10. The process according to claim 9, wherein the compound having a hydroxyl group is an alcohol or a phenol.

11. The process according to claim 9 or 10, which after the step of heating the mixture further comprises the following steps: adding a compound having an acyl group to the dewatered thermochemical oil comprising a compound having a hydroxyl group; and reacting the compound having a hydroxyl group with the compound having an acyl group, thereby forming an ester between said compounds.

12. The process according to claim 11, wherein the compound having an acyl group is a carboxylic acid, an ester, carboxylic acid halide or a carboxylic acid anhydride, such as acetic anhydride.

13. The process according to claim 12, wherein the carboxylic acid is provided as renewable feedstock, preferably as raw tall diesel, tall oil fatty acids, palm oil fatty acids, palm fatty acid distillate, algae oil fatty acids or volatile fatty acids having 3 to 6 carbons, or a blend thereof; and/or the ester is provided as renewable feedstock, preferably as vegetable oil, such as rapeseed oil or technical corn oil, animal fat, marine oil, algae oil, used cooking oil or fatty acid methyl esters.

14. A dewatered thermochemical oil obtainable by the process according to claim 1.

15. A fuel precursor obtainable by the process according to claim 1.

Description

BRIEF DESCRIPTION OF THE DRAWINGS

[0062] The above objects, as well as other apparent objects of the invention will now be described with reference to the following detailed description and drawings, wherein

[0063] FIG. 1 shows a flow-sheet explaining the steps of the process in accordance with some embodiments of the invention.

AZEOTROPIC DISTILLATION

[0064] Azeotropic distillation is based on the formation and removal of an azeotrope comprising at least two components. In the present invention, the azeotrope in question comprises water from the thermochemical oil and a solvent selected from mesityl oxide, 2-methyltetrahydrofuran, 2-butanone, dioxane and furfural. An azeotrope refers to a constant, or near constant, boiling point mixture. An azeotrope formed by water contained in the thermochemical oil and one of the above solvents has been found to boil at mild conditions, such as at temperatures of below 80° C. under a reduced pressure of less than 100 mbar, such as less than 50 mbar. Compared to conventional distillation of water, which takes place at elevated temperatures, the azeotropic distillation of the invention involves much milder conditions. Such mild conditions ensure that the desired organic components of the pyrolysis oils remain intact and avoid extensive oligomerization and polymerization reactions in the pyrolysis oils thereby decreasing the risks of clogging transfer lines by undesired separation of poorly soluble components, as well as by potentially lowering the coking tendency of the feed during subsequent hydrotreatment upgrading. At the same time, the mild conditions are sufficient for removing undesired low molecular weight organic compounds from the thermochemical oil.

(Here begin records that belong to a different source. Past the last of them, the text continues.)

//! Event ingestion.

use funnelflow_actions::Registry;
use serde_json::Value;
use std::sync::Arc;

use crate::db::models::{EventIngestResponse, NewEvent};
use crate::engine::SequenceResolver;
use crate::error::{AppError, AppResult};

#[derive(Clone)]
pub struct EventService {
    registry: Arc<Registry>,
    sequencer: SequenceResolver,
}

impl EventService {
    pub fn new(registry: Arc<Registry>, sequencer: SequenceResolver) -> Self {
        Self {
            registry,
            sequencer,
        }
    }

    /// Store the event and start a run for every matching trigger.
    pub async fn ingest(
        &self,
        app_key: &str,
        trigger_key: &str,
        integration_id: Option<i64>,
        event_data: Value,
    ) -> AppResult<EventIngestResponse> {
        if self.registry.trigger(app_key, trigger_key).is_none() {
            return Err(AppError::NotFound(format!(
                "Trigger '{app_key}.{trigger_key}' is not registered"
            )));
        }
        if !event_data.is_object() {
            return Err(AppError::Validation(
                "Event payload must be a JSON object".to_string(),
            ));
        }

        let (event, runs) = self
            .sequencer
            .ingest(NewEvent {
                app_key: app_key.to_string(),
                trigger_key: trigger_key.to_string(),
                integration_id,
                event_data,
            })
            .await?;

        tracing::info!(
            event_id = event.id,
            app_key,
            trigger_key,
            runs = runs.len(),
            "Event ingested"
        );
        Ok(EventIngestResponse {
            event_id: event.id,
            run_ids: runs.iter().map(|r| r.id).collect(),
        })
    }
}

#[cfg(test)]
mod tests {
    use super::*;
    use crate::db::models::{NewSequence, NewTrigger, RunStatus};
    use crate::engine::RunQueue;
    use crate::store::{MemoryStore, RunLedger, SequenceStore, Store};
    use funnelflow_actions::apps::default_registry;
    use serde_json::json;

    #[tokio::test]
    async fn test_ingest_creates_runs() {
        let store = Arc::new(MemoryStore::new());
        let registry = Arc::new(default_registry());
        let (queue, mut rx) = RunQueue::channel();
        let service = EventService::new(
            registry.clone(),
            SequenceResolver::new(store.clone(), registry, queue),
        );

        let sequence = store
            .create_sequence(NewSequence {
                tenant_id: "acme".into(),
                name: "Welcome".into(),
                enabled: true,
            })
            .await
            .unwrap();
        store
            .create_trigger(NewTrigger {
                sequence_id: sequence.id,
                app_key: "checkout".into(),
                integration_id: None,
                trigger_key: "purchase_completed".into(),
                configuration: json!({}),
                conditions: None,
            })
            .await
            .unwrap();

        let response = service
            .ingest("checkout", "purchase_completed", None, json!({"order_id": "o-1"}))
            .await
            .unwrap();
        assert_eq!(response.run_ids.len(), 1);
        assert_eq!(rx.recv().await, Some(response.run_ids[0]));

        let run = store.get_run(response.run_ids[0]).await.unwrap().unwrap();
        assert_eq!(run.status, RunStatus::Pending);
        assert_eq!(run.arguments["order_id"], "o-1");

        let none = service
            .ingest("checkout", "refund_issued", None, json!({}))
            .await
            .unwrap();
        assert!(none.run_ids.is_empty());
    }

    #[tokio::test]
    async fn test_ingest_rejects_unknown_and_malformed() {
        let store = Arc::new(MemoryStore::new());
        let registry = Arc::new(default_registry());
        let (queue, _rx) = RunQueue::channel();
        let service = EventService::new(
            registry.clone(),
            SequenceResolver::new(store, registry, queue),
        );

        assert!(matches!(
            service.ingest("checkout", "nope", None, json!({})).await,
            Err(AppError::NotFound(_))
        ));
        assert!(matches!(
            service.ingest("checkout", "purchase_completed", None, json!([1])).await,
            Err(AppError::Validation(_))
        ));
    }
}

[0065] Herein, the solvent may be mesityl oxide, such as unsubstituted mesityl oxide, but the term also refers to substituted mesityl oxide, such as mono-substituted mesityl oxide or di-substituted mesityl oxide.

[0066] Techniques for azeotropic distillation, or co-evaporation, of a mixture comprising a thermochemical oil comprising water and one of the above-described solvents are exemplified by, but not limited to, the following.

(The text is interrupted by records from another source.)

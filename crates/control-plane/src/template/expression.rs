//! Parsing of `{{...}}` expressions in action configurations.
//!
//! Canonical form is `{{trigger.<dot.path>}}` or `{{<position>.<dot.path>}}`,
//! optionally followed by a filter pipeline (`{{trigger.email | lower}}`).
//! The legacy `{{trigger__email}}` / `{{1__id}}` form is accepted when the
//! path contains no `.` and is normalized to the dot form.

use regex::Regex;
use serde::Serialize;
use serde_json::Value;
use std::fmt;
use std::sync::OnceLock;

use super::TemplateError;

fn expression_regex() -> &'static Regex {
    static RE: OnceLock<Regex> = OnceLock::new();
    RE.get_or_init(|| Regex::new(r"\{\{\s*(.+?)\s*\}\}").expect("valid template pattern"))
}

/// What an expression reads from.
#[derive(Debug, Clone, Copy, PartialEq, Eq, Hash, PartialOrd, Ord, Serialize)]
#[serde(rename_all = "snake_case", tag = "kind", content = "position")]
pub enum Root {
    Trigger,
    /// Output of the action at this 1-based position.
    Step(i32),
}

impl fmt::Display for Root {
    fn fmt(&self, f: &mut fmt::Formatter<'_>) -> fmt::Result {
        match self {
            Root::Trigger => f.write_str("trigger"),
            Root::Step(position) => write!(f, "{position}"),
        }
    }
}

/// One parsed `{{...}}` expression.
#[derive(Debug, Clone, PartialEq, Eq)]
pub struct Expression {
    /// Text between the braces, trimmed.
    pub source: String,
    pub root: Root,
    pub path: Vec<String>,
    /// Filter pipeline after the first `|`, e.g. `lower | default('x')`.
    pub filters: Option<String>,
}

impl Expression {
    pub fn parse(source: &str) -> Result<Self, TemplateError> {
        let source = source.trim();
        let (reference, filters) = match pipes(source).first().copied() {
            Some(at) => {
                let (reference, filters) = (&source[..at], source[at + 1..].trim());
                if filters.is_empty() {
                    return Err(TemplateError::Syntax {
                        expression: source.to_string(),
                        reason: "empty filter".into(),
                    });
                }
                (reference.trim(), Some(filters.to_string()))
            }
            None => (source, None),
        };

        if reference.is_empty() {
            return Err(TemplateError::Syntax {
                expression: source.to_string(),
                reason: "empty reference".into(),
            });
        }

        let normalized = if !reference.contains('.') && reference.contains("__") {
            reference.replace("__", ".")
        } else {
            reference.to_string()
        };

        let mut segments = normalized.split('.').map(str::trim);
        let head = segments.next().unwrap_or_default();
        let root = if head == "trigger" {
            Root::Trigger
        } else if let Ok(position) = head.parse::<i32>() {
            if position < 1 {
                return Err(TemplateError::Syntax {
                    expression: source.to_string(),
                    reason: "step positions start at 1".into(),
                });
            }
            Root::Step(position)
        } else {
            return Err(TemplateError::UnknownRoot {
                expression: source.to_string(),
                root: head.to_string(),
            });
        };

        let path: Vec<String> = segments.map(str::to_string).collect();
        if path.iter().any(|s| s.is_empty()) {
            return Err(TemplateError::Syntax {
                expression: source.to_string(),
                reason: "empty path segment".into(),
            });
        }

        Ok(Self {
            source: source.to_string(),
            root,
            path,
            filters,
        })
    }

    /// `trigger.member.email` / `2.id`: the variable name without filters.
    pub fn variable(&self) -> String {
        let mut name = self.root.to_string();
        for segment in &self.path {
            name.push('.');
            name.push_str(segment);
        }
        name
    }

    /// Whether a missing value falls back to a `default` filter.
    pub fn has_default(&self) -> bool {
        self.filters.as_deref().is_some_and(|filters| {
            let mut start = 0;
            let mut stages = Vec::new();
            for at in pipes(filters) {
                stages.push(&filters[start..at]);
                start = at + 1;
            }
            stages.push(&filters[start..]);
            stages.into_iter().any(|f| {
                let name = f.split('(').next().unwrap_or_default().trim();
                name == "default" || name == "d"
            })
        })
    }
}

/// Byte offsets of the `|` separators that are outside quotes and
/// parentheses.
fn pipes(text: &str) -> Vec<usize> {
    let mut found = Vec::new();
    let mut quote: Option<char> = None;
    let mut depth = 0usize;
    let mut escaped = false;
    for (at, c) in text.char_indices() {
        if let Some(q) = quote {
            if escaped {
                escaped = false;
            } else if c == '\\' {
                escaped = true;
            } else if c == q {
                quote = None;
            }
            continue;
        }
        match c {
            '\'' | '"' => quote = Some(c),
            '(' | '[' => depth += 1,
            ')' | ']' => depth = depth.saturating_sub(1),
            '|' if depth == 0 => found.push(at),
            _ => {}
        }
    }
    found
}

/// A template occurrence inside a string.
#[derive(Debug, Clone)]
pub(crate) struct Occurrence<'a> {
    pub start: usize,
    pub end: usize,
    pub inner: &'a str,
}

pub(crate) fn occurrences(text: &str) -> Vec<Occurrence<'_>> {
    expression_regex()
        .captures_iter(text)
        .filter_map(|caps| {
            let whole = caps.get(0)?;
            let inner = caps.get(1)?;
            Some(Occurrence {
                start: whole.start(),
                end: whole.end(),
                inner: inner.as_str(),
            })
        })
        .collect()
}

/// The single expression `text` consists of, if it is nothing else.
pub(crate) fn sole_expression(text: &str) -> Option<&str> {
    let found = occurrences(text);
    match found.as_slice() {
        [only] if only.start == 0 && only.end == text.len() => Some(only.inner),
        _ => None,
    }
}

/// Every expression found in a configuration value, in document order.
///
/// Unparseable expressions are reported as errors so configuration-time
/// validation can reject them.
pub fn references(config: &Value) -> Result<Vec<Expression>, TemplateError> {
    let mut found = Vec::new();
    collect(config, &mut found)?;
    Ok(found)
}

fn collect(value: &Value, found: &mut Vec<Expression>) -> Result<(), TemplateError> {
    match value {
        Value::String(s) => {
            for occurrence in occurrences(s) {
                found.push(Expression::parse(occurrence.inner)?);
            }
        }
        Value::Array(items) => {
            for item in items {
                collect(item, found)?;
            }
        }
        Value::Object(map) => {
            for item in map.values() {
                collect(item, found)?;
            }
        }
        _ => {}
    }
    Ok(())
}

[0067] FIG. 1 shows a conceptual flow chart illustrating an embodiment of the inventive process 100 for producing a dewatered pyrolysis oil.

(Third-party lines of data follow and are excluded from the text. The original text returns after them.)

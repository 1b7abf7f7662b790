//! HTTP handlers for the Funnelflow control plane API.
//!
//! Handlers are organized by domain; [`router`] assembles them. Each domain
//! router carries its own service as state.

pub mod discovery;
pub mod events;
pub mod health;
pub mod integrations;
pub mod sequences;
pub mod workflows;

pub use health::{api_health, health_check};

use axum::{
    routing::{delete, get, post, put},
    Router,
};

use crate::state::AppState;

/// Build the application router with all routes.
pub fn router(state: &AppState) -> Router {
    let health_routes = Router::new()
        .route("/health", get(health::health_check))
        .route("/api/health", get(health::api_health))
        .with_state(state.clone());

    let integration_routes = Router::new()
        .route(
            "/integrations",
            post(integrations::create).get(integrations::list),
        )
        .route(
            "/integrations/{id}",
            get(integrations::get).delete(integrations::delete),
        )
        .route("/integrations/{id}/test", post(integrations::test))
        .route("/integrations/{id}/state", put(integrations::set_state))
        .with_state(state.integrations.clone());

    let sequence_routes = Router::new()
        .route("/sequences", post(sequences::create).get(sequences::list))
        .route(
            "/sequences/{id}",
            get(sequences::get)
                .patch(sequences::update)
                .delete(sequences::delete),
        )
        .route("/sequences/{id}/triggers", post(sequences::add_trigger))
        .route(
            "/sequences/{id}/triggers/{trigger_id}",
            delete(sequences::delete_trigger),
        )
        .route(
            "/sequences/{id}/triggers/{trigger_id}/test",
            post(sequences::test_trigger),
        )
        .route("/sequences/{id}/actions", post(sequences::add_action))
        .route(
            "/sequences/{id}/actions/{action_id}",
            delete(sequences::delete_action),
        )
        .route(
            "/sequences/{id}/actions/{action_id}/position",
            put(sequences::move_action),
        )
        .route(
            "/sequences/{id}/actions/{action_id}/test",
            post(sequences::test_action),
        )
        .route("/sequences/{id}/variables", get(sequences::variables))
        .with_state(state.sequences.clone());

    let workflow_routes = Router::new()
        .route("/workflows", get(workflows::list))
        .route("/workflows/{id}", get(workflows::get))
        .route("/workflows/{id}/rerun", post(workflows::rerun))
        .route("/workflows/{id}/force-rerun", post(workflows::force_rerun))
        .route("/workflows/{id}/cancel", post(workflows::cancel))
        .with_state(state.workflows.clone());

    let event_routes = Router::new()
        .route("/events/{app_key}/{trigger_key}", post(events::ingest))
        .with_state(state.events.clone());

    let discovery_routes = Router::new()
        .route("/discovered/apps", get(discovery::apps))
        .route("/discovered/triggers", get(discovery::triggers))
        .route("/discovered/actions", get(discovery::actions))
        .route(
            "/discovered/resources/search",
            post(discovery::search_resources),
        )
        .with_state(state.discovery.clone());

    Router::new()
        .merge(health_routes)
        .merge(integration_routes)
        .merge(sequence_routes)
        .merge(workflow_routes)
        .merge(event_routes)
        .merge(discovery_routes)
}

#[cfg(test)]
mod tests {
    use super::*;
    use crate::config::AppConfig;
    use crate::crypto::CredentialCipher;
    use crate::store::MemoryStore;
    use axum::body::{to_bytes, Body};
    use axum::http::{Method, Request, StatusCode};
    use funnelflow_actions::apps::default_registry;
    use serde_json::{json, Value};
    use std::sync::Arc;
    use tower::ServiceExt;

    fn app() -> Router {
        let cipher = CredentialCipher::from_bytes(&CredentialCipher::generate_key()).unwrap();
        let (state, _worker) = AppState::new(
            Arc::new(MemoryStore::new()),
            Arc::new(default_registry()),
            cipher,
            AppConfig::default(),
            None,
        );
        router(&state)
    }

    async fn call(app: &Router, method: Method, uri: &str, body: Option<Value>) -> (StatusCode, Value) {
        let request = Request::builder().method(method).uri(uri);
        let request = match body {
            Some(body) => request
                .header("content-type", "application/json")
                .body(Body::from(body.to_string()))
                .unwrap(),
            None => request.body(Body::empty()).unwrap(),
        };
        let response = app.clone().oneshot(request).await.unwrap();
        let status = response.status();
        let bytes = to_bytes(response.into_body(), usize::MAX).await.unwrap();
        let value = if bytes.is_empty() {
            Value::Null
        } else {
            serde_json::from_slice(&bytes).unwrap()
        };
        (status, value)
    }

    #[tokio::test]
    async fn test_health_routes() {
        let app = app();
        let (status, body) = call(&app, Method::GET, "/health", None).await;
        assert_eq!(status, StatusCode::OK);
        assert_eq!(body["status"], "ok");

        let (status, body) = call(&app, Method::GET, "/api/health", None).await;
        assert_eq!(status, StatusCode::OK);
        assert_eq!(body["store"], "memory");
        assert_eq!(body["nats"], "not_configured");
    }

    #[tokio::test]
    async fn test_sequence_configuration_routes() {
        let app = app();
        let (status, sequence) = call(
            &app,
            Method::POST,
            "/sequences",
            Some(json!({"name": "Welcome", "tenant_id": "acme"})),
        )
        .await;
        assert_eq!(status, StatusCode::CREATED);
        let id = sequence["id"].as_i64().unwrap();

        let (status, _) = call(
            &app,
            Method::POST,
            &format!("/sequences/{id}/triggers"),
            Some(json!({"app_key": "checkout", "trigger_key": "purchase_completed"})),
        )
        .await;
        assert_eq!(status, StatusCode::CREATED);

        let (status, action) = call(
            &app,
            Method::POST,
            &format!("/sequences/{id}/actions"),
            Some(json!({
                "app_key": "utility",
                "action_key": "compose",
                "configuration": {"fields": {"email": "{{trigger.member_email}}"}}
            })),
        )
        .await;
        assert_eq!(status, StatusCode::CREATED);
        assert_eq!(action["position"], 1);

        let (status, body) = call(
            &app,
            Method::POST,
            &format!("/sequences/{id}/actions"),
            Some(json!({
                "app_key": "utility",
                "action_key": "compose",
                "configuration": {"fields": {"x": "{{trigger.nope}}"}}
            })),
        )
        .await;
        assert_eq!(status, StatusCode::UNPROCESSABLE_ENTITY);
        assert_eq!(body["status"], 422);

        let (status, variables) =
            call(&app, Method::GET, &format!("/sequences/{id}/variables"), None).await;
        assert_eq!(status, StatusCode::OK);
        assert_eq!(variables[0]["position"], 1);

        let (status, detail) = call(
            &app,
            Method::PATCH,
            &format!("/sequences/{id}"),
            Some(json!({"enabled": false})),
        )
        .await;
        assert_eq!(status, StatusCode::OK);
        assert_eq!(detail["enabled"], false);

        let (status, detail) = call(&app, Method::GET, &format!("/sequences/{id}"), None).await;
        assert_eq!(status, StatusCode::OK);
        assert_eq!(detail["triggers"].as_array().unwrap().len(), 1);
        assert_eq!(detail["actions"].as_array().unwrap().len(), 1);
    }

    #[tokio::test]
    async fn test_unknown_ids_are_404() {
        let app = app();
        let (status, body) = call(&app, Method::GET, "/workflows/42", None).await;
        assert_eq!(status, StatusCode::NOT_FOUND);
        assert_eq!(body["status"], 404);

        let (status, _) = call(&app, Method::POST, "/workflows/42/rerun", None).await;
        assert_eq!(status, StatusCode::NOT_FOUND);

        let (status, _) = call(&app, Method::GET, "/integrations/7", None).await;
        assert_eq!(status, StatusCode::NOT_FOUND);
    }

    #[tokio::test]
    async fn test_event_ingestion_and_discovery() {
        let app = app();
        let (status, body) = call(
            &app,
            Method::POST,
            "/events/checkout/purchase_completed",
            Some(json!({"order_id": "o-1"})),
        )
        .await;
        assert_eq!(status, StatusCode::ACCEPTED);
        assert_eq!(body["run_ids"], json!([]));

        let (status, triggers) =
            call(&app, Method::GET, "/discovered/triggers?app_key=checkout", None).await;
        assert_eq!(status, StatusCode::OK);
        assert_eq!(triggers.as_array().unwrap().len(), 2);

        let (status, body) = call(
            &app,
            Method::POST,
            "/discovered/resources/search",
            Some(json!({
                "app_key": "rest",
                "fields": [{"field": "record", "resource_key": "records", "query": "jane"}]
            })),
        )
        .await;
        assert_eq!(status, StatusCode::OK);
        assert_eq!(body["results"][0]["status"], "unavailable");
    }

    #[tokio::test]
    async fn test_integration_routes() {
        let app = app();
        let (status, created) = call(
            &app,
            Method::POST,
            "/integrations",
            Some(json!({
                "app_key": "rest",
                "name": "CRM",
                "credentials": {"type": "bearer", "token": "secret"},
                "config": {"base_url": "https://crm.example.com"}
            })),
        )
        .await;
        assert_eq!(status, StatusCode::CREATED);
        assert_eq!(created["state"], "created");
        assert!(!created.to_string().contains("secret"));
        let id = created["id"].as_i64().unwrap();

        let (status, updated) = call(
            &app,
            Method::PUT,
            &format!("/integrations/{id}/state"),
            Some(json!({"enabled": false})),
        )
        .await;
        assert_eq!(status, StatusCode::OK);
        assert_eq!(updated["state"], "inactive");

        let (status, _) = call(&app, Method::DELETE, &format!("/integrations/{id}"), None).await;
        assert_eq!(status, StatusCode::NO_CONTENT);
    }
}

[0068] The process steps are briefly described as follows.

[0069] A pyrolysis oil and raw tall diesel is charged 101 to a reactor. Mesityl oxide (technical grade, 85%) w/w is charged 103 to the reactor to form a mixture. The mixture may be formed by means known to a person skilled in the art. The mixture is then heated 105 to approximately 60° C. at a reduced pressure (typically below 50 mbar) during stirring of the mixture. An azeotrope comprising mesityl oxide and water, and preferably also volatile low-molecular weight organic components is boiled off, to form a dewatered pyrolysis oil. A dewatered pyrolysis oil containing some residual mesityl oxide is obtained 107. The residual solvent will eventually give isohexane after hydrotreatment. The azeotrope boiled off may be recovered 109 and a mesityl oxide phase is separated 111 from an aqueous phase, preferably by means of liquid-liquid phase separation. The mesityl oxide phase may then be distilled 113 for removal of undesirable organics. Optionally, the distilled mesityl oxide can be recirculated in the charging 103.

[0070] If the water content of the dewatered pyrolysis oil is deemed too high, the dewatered pyrolysis oil may be recirculated 115 in the charging 101, to be dewatered once more. The dewatered pyrolysis oil may be recirculated until a desired water content has been achieved.

EXAMPLES

Analyses

[0071] Hydroxyl numbers related to aliphatic alcohols (ROH), phenols (ArOH) and carboxylic acids (COOH) were determined by .sup.31P-NMR.

Raw Materials

[0072] Wood oil characterization: Pyrolysis oil produced by fast pyrolysis of wood material and subsequent condensation of the vapors was obtained from BTG Biomass Technology Group BV, Netherlands.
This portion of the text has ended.